(Excerpts from a dataset)
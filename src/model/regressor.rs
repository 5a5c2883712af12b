use serde::{Deserialize, Serialize};
use smartcore::ensemble::random_forest_regressor::{
    RandomForestRegressor, RandomForestRegressorParameters,
};
use smartcore::linalg::basic::matrix::DenseMatrix;

use super::metrics::{mean_absolute_error, mean_squared_error, r2_score, MetricsReport};
use crate::error::DataError;

pub type ForestRegressor = RandomForestRegressor<f64, f64, DenseMatrix<f64>, Vec<f64>>;

/// Fit a seeded random forest.
pub fn fit_forest(
    x: &DenseMatrix<f64>,
    y: &Vec<f64>,
    n_trees: u16,
    seed: u64,
) -> Result<ForestRegressor, DataError> {
    let params = RandomForestRegressorParameters::default()
        .with_n_trees(n_trees.into())
        .with_seed(seed);
    Ok(RandomForestRegressor::fit(x, y, params)?)
}

/// Score on held-out rows: `mse` and `r2` first (the historical report),
/// then `rmse` and `mae`.
pub fn evaluate(
    model: &ForestRegressor,
    x_test: &DenseMatrix<f64>,
    y_test: &[f64],
) -> Result<MetricsReport, DataError> {
    let predicted = model.predict(x_test)?;
    let mse = mean_squared_error(y_test, &predicted);

    let mut report = MetricsReport::new();
    report.push("mse", mse);
    report.push("r2", r2_score(y_test, &predicted));
    report.push("rmse", mse.sqrt());
    report.push("mae", mean_absolute_error(y_test, &predicted));
    Ok(report)
}

/// What `rf_model.json` holds.
#[derive(Serialize, Deserialize)]
pub struct SavedRegressor {
    pub target: String,
    pub feature_names: Vec<String>,
    pub n_trees: u16,
    pub seed: u64,
    pub model: ForestRegressor,
}

#[cfg(test)]
mod tests {
    use super::*;
    use crate::model::split::{to_matrix, train_test};

    /// y = 3·x0 − x1 on a small grid.
    fn linear_grid() -> (Vec<Vec<f64>>, Vec<f64>) {
        let mut rows = Vec::new();
        let mut y = Vec::new();
        for a in 0..8 {
            for b in 0..5 {
                rows.push(vec![a as f64, b as f64]);
                y.push(3.0 * a as f64 - b as f64);
            }
        }
        (rows, y)
    }

    #[test]
    fn same_seed_same_metrics() {
        let (rows, y) = linear_grid();
        let run = || {
            let split = train_test(to_matrix(&rows).unwrap(), y.clone(), 0.2, 42).unwrap();
            let model = fit_forest(&split.x_train, &split.y_train, 20, 42).unwrap();
            evaluate(&model, &split.x_test, &split.y_test).unwrap()
        };
        assert_eq!(run(), run());
    }

    #[test]
    fn forest_beats_the_mean() {
        let (rows, y) = linear_grid();
        let split = train_test(to_matrix(&rows).unwrap(), y, 0.2, 42).unwrap();
        let model = fit_forest(&split.x_train, &split.y_train, 20, 42).unwrap();
        let report = evaluate(&model, &split.x_test, &split.y_test).unwrap();
        assert!(report.get("r2").unwrap() > 0.5);
        let names: Vec<&str> = report.entries().iter().map(|(n, _)| n.as_str()).collect();
        assert_eq!(names, vec!["mse", "r2", "rmse", "mae"]);
    }

    #[test]
    fn saved_regressor_predicts_after_reload() {
        let (rows, y) = linear_grid();
        let x = to_matrix(&rows).unwrap();
        let saved = SavedRegressor {
            target: "y".into(),
            feature_names: vec!["a".into(), "b".into()],
            n_trees: 10,
            seed: 3,
            model: fit_forest(&x, &y, 10, 3).unwrap(),
        };
        let head = to_matrix(&rows[..4]).unwrap();
        let before = saved.model.predict(&head).unwrap();
        let restored: SavedRegressor =
            serde_json::from_str(&serde_json::to_string(&saved).unwrap()).unwrap();
        assert_eq!(restored.model.predict(&head).unwrap(), before);
    }
}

*About this task:* Reproduce the lines of the entries above exactly, but only from the line containing "let before = saved.model.predict(&head).unwrap();" through the final line.

*Result:*
        let before = saved.model.predict(&head).unwrap();
        let restored: SavedRegressor =
            serde_json::from_str(&serde_json::to_string(&saved).unwrap()).unwrap();
        assert_eq!(restored.model.predict(&head).unwrap(), before);
    }
}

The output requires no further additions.